-- DIRECTIONS --
Count how many lines of the data below contain the string "UserRole"; the reply should be that number alone.

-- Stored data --
-- -- --
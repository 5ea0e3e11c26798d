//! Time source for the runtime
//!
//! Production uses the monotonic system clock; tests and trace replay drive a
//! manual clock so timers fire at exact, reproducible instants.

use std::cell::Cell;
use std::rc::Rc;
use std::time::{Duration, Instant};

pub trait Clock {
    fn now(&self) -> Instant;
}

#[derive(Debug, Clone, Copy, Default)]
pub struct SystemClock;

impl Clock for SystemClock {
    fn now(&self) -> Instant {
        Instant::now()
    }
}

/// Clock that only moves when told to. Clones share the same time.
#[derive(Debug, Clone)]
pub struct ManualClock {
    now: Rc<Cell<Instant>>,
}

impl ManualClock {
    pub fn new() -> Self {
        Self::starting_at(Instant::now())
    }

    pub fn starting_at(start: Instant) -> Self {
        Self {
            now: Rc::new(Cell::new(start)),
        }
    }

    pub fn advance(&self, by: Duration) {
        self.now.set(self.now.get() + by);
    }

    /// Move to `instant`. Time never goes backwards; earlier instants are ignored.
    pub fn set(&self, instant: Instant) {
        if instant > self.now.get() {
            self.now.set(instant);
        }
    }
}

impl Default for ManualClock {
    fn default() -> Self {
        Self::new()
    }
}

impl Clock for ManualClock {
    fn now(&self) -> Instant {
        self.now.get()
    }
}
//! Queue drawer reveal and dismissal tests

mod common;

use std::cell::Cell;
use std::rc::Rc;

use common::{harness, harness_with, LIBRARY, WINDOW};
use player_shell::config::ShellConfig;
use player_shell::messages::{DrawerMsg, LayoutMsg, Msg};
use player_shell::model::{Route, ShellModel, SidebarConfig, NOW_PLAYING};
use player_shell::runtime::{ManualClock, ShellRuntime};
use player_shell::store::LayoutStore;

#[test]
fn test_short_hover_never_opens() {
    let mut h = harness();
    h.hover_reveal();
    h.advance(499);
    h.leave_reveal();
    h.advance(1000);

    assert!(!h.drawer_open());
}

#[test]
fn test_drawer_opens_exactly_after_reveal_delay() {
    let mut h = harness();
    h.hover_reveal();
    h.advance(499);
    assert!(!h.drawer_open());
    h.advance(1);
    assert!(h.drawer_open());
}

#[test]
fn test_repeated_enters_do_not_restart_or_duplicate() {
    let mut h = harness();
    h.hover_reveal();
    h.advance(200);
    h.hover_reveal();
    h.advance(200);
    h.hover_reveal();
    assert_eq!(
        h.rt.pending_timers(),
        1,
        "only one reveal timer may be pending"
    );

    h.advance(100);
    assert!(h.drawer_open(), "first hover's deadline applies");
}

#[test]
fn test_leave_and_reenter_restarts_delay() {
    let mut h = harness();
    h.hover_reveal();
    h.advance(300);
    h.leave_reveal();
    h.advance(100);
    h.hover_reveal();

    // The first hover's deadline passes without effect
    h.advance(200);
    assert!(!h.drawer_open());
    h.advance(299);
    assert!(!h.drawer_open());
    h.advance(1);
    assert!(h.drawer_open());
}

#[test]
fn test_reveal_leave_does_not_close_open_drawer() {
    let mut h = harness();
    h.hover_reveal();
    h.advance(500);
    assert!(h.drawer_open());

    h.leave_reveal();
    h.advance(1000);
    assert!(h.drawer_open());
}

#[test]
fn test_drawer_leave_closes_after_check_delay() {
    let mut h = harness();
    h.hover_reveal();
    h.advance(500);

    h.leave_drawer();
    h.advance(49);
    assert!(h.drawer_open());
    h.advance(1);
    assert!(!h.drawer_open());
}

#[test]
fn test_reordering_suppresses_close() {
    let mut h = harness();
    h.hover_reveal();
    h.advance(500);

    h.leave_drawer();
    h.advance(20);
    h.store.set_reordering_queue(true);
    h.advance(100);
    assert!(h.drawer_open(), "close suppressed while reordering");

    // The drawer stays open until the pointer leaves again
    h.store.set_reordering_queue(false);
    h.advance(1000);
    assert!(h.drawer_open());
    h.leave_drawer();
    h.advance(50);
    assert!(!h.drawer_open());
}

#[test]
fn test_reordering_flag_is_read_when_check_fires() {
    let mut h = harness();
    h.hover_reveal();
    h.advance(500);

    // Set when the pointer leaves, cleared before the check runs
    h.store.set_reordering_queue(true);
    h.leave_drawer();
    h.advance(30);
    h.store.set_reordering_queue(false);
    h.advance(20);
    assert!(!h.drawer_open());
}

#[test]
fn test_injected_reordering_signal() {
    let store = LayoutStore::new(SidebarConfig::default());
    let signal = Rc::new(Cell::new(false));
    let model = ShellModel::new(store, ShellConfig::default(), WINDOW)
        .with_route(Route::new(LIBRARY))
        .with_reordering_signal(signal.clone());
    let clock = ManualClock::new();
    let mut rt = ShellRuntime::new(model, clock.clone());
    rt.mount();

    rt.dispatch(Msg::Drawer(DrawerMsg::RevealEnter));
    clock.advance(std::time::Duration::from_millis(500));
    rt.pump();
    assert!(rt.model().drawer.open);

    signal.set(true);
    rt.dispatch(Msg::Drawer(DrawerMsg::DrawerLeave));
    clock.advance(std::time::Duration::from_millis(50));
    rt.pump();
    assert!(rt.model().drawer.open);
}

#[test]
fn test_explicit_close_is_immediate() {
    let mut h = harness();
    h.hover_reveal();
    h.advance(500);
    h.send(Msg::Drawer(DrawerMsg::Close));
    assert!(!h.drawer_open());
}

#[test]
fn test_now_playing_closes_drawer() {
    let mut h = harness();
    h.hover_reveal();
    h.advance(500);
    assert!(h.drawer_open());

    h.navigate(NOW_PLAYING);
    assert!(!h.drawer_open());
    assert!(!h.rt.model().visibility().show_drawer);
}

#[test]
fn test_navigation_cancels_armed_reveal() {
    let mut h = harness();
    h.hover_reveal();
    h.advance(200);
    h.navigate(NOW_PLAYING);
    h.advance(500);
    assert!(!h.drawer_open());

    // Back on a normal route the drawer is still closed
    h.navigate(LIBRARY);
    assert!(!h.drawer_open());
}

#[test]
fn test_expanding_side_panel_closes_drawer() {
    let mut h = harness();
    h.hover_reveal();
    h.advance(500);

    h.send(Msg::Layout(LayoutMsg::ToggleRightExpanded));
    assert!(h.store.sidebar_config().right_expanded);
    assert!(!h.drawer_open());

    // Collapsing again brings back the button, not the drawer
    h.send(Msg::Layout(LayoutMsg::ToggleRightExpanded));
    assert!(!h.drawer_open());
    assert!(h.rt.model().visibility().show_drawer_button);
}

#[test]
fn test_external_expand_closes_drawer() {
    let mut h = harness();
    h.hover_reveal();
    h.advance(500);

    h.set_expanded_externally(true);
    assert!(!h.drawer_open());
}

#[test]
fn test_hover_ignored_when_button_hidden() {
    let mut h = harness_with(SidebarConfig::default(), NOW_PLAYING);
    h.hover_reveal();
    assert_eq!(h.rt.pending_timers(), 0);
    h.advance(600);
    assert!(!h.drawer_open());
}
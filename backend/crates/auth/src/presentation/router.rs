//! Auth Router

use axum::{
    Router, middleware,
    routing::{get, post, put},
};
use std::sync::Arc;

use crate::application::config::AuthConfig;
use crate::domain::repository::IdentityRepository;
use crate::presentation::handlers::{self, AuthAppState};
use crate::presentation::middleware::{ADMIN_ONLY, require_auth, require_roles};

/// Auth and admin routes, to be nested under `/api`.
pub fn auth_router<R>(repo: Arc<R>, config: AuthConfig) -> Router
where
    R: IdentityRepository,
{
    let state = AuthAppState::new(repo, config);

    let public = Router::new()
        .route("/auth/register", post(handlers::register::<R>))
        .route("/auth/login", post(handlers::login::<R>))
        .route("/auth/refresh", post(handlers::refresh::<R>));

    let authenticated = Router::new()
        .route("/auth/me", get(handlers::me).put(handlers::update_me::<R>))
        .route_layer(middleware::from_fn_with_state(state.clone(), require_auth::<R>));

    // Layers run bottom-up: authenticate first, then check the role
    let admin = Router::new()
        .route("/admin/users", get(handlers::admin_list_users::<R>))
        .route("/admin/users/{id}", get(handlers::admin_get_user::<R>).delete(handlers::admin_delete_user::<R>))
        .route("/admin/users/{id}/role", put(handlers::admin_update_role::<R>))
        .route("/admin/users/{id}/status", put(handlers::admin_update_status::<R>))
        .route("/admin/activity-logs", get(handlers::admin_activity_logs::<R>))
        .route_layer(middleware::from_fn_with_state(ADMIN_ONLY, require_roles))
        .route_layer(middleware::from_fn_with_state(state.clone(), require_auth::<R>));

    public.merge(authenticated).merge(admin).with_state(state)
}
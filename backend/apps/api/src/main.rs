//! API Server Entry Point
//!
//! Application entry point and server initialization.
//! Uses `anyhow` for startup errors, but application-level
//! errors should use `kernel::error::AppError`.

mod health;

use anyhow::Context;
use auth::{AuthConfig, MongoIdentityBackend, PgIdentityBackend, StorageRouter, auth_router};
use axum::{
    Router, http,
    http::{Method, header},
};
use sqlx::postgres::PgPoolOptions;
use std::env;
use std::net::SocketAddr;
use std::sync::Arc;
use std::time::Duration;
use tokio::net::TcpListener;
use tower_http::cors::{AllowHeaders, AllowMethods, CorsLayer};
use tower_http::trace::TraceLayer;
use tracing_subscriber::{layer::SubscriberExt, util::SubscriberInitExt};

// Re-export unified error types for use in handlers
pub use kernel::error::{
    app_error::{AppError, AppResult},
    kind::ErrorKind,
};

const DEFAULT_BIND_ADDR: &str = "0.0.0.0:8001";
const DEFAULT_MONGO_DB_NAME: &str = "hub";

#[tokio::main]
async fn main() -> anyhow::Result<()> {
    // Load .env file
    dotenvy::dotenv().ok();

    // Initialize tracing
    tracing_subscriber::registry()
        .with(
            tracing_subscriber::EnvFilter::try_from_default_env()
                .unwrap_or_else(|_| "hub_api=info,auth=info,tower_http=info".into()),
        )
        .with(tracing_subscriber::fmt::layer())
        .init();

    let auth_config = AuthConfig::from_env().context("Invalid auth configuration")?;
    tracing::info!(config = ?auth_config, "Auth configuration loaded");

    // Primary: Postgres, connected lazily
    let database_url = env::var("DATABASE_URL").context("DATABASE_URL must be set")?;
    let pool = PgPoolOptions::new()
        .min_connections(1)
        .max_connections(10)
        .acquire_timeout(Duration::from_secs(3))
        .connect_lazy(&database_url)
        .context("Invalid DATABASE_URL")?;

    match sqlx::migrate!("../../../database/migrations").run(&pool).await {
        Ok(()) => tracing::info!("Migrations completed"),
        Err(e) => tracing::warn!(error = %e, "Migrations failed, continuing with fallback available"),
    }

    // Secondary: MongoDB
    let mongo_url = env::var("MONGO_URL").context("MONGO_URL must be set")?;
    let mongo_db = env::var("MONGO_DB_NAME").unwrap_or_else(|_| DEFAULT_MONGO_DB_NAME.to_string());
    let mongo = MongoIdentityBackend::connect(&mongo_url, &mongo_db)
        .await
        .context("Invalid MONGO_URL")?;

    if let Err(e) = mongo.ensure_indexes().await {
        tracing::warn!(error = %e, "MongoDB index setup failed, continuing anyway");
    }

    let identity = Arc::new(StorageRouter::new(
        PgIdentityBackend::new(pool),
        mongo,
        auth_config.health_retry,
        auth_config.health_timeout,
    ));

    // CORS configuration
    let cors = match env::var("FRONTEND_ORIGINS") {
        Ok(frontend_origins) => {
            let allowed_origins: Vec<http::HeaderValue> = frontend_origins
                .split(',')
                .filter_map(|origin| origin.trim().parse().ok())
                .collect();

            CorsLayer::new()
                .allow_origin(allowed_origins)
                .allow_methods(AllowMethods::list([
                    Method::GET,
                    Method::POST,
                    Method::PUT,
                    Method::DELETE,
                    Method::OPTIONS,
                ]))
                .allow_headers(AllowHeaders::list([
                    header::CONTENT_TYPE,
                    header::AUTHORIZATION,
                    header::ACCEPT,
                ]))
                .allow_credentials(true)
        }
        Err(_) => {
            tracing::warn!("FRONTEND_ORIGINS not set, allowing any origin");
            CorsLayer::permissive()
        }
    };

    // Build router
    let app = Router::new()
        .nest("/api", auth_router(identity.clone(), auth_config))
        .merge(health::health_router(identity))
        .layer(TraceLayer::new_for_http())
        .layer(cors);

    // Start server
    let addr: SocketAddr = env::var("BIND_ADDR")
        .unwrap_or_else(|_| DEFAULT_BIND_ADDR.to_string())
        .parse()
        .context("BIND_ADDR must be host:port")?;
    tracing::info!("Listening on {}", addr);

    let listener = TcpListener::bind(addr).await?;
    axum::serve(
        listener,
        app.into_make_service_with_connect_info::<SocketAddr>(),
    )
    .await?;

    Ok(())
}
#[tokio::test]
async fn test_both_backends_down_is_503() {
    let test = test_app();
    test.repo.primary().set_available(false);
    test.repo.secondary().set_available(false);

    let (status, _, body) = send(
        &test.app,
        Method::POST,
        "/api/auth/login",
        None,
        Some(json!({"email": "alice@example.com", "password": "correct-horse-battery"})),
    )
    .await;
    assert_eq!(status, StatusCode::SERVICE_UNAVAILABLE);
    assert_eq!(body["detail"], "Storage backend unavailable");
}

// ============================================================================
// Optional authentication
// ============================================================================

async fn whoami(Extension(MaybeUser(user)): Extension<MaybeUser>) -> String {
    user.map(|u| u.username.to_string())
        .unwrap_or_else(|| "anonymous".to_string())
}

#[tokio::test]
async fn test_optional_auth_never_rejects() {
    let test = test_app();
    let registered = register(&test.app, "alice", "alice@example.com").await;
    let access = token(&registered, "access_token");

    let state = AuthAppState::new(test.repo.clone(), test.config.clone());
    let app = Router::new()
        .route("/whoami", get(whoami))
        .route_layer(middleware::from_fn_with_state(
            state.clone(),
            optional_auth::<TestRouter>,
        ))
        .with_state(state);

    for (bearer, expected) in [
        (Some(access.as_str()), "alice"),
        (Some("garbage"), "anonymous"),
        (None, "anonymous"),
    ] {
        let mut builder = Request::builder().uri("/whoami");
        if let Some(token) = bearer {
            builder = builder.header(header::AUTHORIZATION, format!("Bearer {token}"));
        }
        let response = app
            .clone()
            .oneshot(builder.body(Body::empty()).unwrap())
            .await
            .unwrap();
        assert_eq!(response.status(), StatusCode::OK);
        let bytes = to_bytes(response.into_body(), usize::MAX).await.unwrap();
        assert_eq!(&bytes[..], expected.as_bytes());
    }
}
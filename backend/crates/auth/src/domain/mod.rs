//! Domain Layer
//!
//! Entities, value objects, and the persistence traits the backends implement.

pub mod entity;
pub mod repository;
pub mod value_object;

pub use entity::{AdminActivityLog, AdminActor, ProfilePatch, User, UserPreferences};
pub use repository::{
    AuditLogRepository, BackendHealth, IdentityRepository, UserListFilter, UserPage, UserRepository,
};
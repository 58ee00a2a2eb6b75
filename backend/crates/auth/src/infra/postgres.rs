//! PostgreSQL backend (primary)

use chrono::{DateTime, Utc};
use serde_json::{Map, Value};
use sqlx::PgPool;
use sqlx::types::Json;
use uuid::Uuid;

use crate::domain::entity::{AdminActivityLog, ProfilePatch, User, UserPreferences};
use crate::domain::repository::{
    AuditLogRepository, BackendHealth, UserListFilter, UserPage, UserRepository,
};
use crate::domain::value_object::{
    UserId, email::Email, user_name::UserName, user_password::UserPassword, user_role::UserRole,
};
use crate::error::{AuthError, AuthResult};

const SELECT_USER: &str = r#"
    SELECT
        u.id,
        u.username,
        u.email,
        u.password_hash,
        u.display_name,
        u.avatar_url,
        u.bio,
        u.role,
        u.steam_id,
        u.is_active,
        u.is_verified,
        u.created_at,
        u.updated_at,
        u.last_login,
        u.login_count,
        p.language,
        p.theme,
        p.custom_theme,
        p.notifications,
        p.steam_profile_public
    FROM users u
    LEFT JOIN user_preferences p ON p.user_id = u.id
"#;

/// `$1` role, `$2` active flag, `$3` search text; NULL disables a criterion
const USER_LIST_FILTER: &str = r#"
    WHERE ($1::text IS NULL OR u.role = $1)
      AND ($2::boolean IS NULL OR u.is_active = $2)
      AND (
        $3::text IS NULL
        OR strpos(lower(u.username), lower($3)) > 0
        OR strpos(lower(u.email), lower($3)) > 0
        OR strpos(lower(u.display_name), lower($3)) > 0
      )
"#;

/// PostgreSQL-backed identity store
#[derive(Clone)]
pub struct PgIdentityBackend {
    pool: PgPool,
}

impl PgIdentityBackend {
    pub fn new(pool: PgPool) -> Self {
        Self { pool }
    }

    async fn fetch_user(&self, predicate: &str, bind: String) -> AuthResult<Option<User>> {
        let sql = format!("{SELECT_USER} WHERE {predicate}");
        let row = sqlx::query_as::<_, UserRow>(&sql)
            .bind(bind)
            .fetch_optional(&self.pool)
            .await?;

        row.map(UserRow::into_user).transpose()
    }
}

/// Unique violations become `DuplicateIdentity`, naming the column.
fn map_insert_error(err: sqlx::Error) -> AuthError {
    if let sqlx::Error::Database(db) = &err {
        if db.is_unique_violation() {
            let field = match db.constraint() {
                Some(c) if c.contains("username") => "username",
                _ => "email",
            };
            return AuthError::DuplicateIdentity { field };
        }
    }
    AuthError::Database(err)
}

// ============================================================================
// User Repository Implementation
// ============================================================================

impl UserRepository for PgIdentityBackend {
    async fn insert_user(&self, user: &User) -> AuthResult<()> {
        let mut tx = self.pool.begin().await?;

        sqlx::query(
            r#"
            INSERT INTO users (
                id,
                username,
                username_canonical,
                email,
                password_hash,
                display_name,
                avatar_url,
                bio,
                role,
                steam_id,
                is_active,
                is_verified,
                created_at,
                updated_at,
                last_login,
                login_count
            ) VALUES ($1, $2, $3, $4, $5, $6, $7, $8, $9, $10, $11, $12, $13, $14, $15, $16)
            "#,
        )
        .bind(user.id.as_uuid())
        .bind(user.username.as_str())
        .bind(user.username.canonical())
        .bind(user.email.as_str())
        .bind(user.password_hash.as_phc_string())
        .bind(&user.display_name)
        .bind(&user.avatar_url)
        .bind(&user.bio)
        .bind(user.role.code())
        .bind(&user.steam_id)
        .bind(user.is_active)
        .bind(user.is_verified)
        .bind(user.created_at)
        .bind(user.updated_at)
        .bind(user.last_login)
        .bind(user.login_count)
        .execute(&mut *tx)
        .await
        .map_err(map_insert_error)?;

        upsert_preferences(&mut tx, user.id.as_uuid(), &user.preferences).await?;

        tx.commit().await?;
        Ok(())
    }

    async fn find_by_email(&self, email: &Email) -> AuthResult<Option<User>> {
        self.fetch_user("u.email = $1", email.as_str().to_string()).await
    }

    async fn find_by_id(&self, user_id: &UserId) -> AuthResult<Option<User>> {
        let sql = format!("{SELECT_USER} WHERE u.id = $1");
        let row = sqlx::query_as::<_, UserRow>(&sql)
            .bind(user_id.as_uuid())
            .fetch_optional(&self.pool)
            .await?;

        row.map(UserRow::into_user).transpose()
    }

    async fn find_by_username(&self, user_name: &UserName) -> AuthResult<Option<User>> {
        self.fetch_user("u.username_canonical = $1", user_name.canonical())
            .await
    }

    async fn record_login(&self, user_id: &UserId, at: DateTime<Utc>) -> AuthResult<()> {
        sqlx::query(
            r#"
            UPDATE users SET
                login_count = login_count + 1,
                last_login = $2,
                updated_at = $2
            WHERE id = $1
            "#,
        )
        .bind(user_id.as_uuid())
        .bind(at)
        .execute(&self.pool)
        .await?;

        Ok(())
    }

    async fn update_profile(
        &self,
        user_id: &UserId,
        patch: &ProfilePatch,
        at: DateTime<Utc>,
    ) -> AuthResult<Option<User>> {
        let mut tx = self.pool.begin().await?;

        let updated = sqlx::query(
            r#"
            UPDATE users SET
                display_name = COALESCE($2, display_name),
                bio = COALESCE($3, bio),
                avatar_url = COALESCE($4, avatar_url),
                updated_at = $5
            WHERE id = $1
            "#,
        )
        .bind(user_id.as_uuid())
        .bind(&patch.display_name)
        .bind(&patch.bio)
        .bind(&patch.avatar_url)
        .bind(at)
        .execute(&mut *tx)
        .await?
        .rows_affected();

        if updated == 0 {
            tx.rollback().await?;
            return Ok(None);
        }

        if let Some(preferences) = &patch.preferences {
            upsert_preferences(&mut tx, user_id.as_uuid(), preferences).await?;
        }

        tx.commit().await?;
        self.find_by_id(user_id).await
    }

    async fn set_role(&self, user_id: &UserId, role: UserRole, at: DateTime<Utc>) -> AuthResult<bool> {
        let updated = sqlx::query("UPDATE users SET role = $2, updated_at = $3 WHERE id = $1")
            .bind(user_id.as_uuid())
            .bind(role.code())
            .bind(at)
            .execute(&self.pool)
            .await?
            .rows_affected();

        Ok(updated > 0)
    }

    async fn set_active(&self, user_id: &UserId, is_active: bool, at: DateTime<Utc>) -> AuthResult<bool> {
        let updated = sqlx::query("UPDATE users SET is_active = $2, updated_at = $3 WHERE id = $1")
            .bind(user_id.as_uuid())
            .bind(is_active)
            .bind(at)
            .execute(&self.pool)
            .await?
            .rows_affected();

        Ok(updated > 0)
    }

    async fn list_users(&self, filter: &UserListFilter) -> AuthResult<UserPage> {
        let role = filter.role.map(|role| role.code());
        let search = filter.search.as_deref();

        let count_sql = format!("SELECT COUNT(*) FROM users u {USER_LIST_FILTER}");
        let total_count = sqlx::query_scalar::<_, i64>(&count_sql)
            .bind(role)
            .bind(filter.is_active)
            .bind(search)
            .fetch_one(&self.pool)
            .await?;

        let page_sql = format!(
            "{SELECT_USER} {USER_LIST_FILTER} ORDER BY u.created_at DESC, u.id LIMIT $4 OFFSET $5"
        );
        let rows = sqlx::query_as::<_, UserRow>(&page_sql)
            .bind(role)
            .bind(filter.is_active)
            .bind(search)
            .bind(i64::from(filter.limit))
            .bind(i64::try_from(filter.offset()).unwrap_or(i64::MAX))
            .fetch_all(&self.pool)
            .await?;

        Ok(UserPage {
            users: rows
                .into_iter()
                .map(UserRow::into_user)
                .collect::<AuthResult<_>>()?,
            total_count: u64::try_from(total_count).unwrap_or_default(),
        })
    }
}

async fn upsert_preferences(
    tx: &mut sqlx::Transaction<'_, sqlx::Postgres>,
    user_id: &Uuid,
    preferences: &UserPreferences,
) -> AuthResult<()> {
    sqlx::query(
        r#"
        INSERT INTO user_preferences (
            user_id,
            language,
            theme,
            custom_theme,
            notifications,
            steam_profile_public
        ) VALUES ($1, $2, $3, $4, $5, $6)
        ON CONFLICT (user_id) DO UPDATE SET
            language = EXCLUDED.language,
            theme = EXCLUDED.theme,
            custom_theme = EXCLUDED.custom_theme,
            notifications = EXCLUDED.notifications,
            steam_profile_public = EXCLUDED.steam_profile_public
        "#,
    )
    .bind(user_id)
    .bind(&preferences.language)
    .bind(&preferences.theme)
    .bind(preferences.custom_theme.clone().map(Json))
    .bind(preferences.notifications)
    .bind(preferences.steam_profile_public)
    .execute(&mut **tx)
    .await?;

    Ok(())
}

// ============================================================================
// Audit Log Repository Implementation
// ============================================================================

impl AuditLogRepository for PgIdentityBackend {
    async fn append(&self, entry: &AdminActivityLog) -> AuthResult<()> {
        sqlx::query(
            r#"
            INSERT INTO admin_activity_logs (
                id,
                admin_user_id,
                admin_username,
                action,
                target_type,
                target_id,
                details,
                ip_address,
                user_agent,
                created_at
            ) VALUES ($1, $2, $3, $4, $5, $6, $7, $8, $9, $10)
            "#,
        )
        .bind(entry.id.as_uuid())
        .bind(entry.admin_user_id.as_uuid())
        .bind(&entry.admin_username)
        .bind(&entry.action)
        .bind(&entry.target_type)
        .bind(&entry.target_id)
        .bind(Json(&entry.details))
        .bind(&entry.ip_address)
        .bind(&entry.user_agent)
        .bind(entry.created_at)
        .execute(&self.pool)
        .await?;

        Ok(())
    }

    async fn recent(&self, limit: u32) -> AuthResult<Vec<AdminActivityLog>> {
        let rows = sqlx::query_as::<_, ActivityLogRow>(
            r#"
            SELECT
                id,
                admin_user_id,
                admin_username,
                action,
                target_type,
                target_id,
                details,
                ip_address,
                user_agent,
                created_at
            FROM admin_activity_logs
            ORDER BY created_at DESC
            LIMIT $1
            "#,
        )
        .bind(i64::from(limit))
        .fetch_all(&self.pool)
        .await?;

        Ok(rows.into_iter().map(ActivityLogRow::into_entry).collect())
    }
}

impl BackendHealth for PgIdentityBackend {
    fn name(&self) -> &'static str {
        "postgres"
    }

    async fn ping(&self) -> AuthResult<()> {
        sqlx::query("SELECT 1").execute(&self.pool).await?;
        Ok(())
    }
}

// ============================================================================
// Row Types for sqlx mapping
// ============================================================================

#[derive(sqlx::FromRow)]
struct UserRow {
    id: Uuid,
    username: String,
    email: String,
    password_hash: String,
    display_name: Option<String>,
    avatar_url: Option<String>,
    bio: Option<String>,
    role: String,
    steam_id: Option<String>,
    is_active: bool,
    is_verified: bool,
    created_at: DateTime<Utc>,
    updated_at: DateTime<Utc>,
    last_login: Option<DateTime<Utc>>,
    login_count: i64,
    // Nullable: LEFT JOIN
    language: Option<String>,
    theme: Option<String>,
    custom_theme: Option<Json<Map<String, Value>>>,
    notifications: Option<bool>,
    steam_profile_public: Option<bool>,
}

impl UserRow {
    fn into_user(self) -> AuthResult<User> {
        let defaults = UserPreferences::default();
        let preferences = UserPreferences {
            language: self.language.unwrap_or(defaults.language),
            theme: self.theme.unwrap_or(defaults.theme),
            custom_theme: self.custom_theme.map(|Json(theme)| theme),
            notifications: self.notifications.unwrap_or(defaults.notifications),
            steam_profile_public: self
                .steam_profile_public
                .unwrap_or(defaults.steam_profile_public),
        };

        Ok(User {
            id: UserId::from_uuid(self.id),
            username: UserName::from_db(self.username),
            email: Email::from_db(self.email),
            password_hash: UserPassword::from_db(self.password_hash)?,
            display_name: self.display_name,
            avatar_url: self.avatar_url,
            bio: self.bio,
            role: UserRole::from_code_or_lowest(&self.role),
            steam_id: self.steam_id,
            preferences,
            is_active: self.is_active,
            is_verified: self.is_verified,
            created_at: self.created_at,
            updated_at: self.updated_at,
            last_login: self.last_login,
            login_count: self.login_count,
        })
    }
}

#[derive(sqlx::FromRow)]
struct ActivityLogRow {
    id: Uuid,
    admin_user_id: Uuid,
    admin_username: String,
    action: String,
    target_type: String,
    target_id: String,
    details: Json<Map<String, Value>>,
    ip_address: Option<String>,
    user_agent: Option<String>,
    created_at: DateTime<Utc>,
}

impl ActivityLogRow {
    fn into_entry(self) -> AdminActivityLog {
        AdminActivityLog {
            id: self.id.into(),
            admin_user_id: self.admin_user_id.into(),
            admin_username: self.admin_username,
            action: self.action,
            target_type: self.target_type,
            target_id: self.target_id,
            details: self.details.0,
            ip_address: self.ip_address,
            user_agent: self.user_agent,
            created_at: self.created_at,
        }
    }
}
-- -- --
-- TASK SOLUTION --
3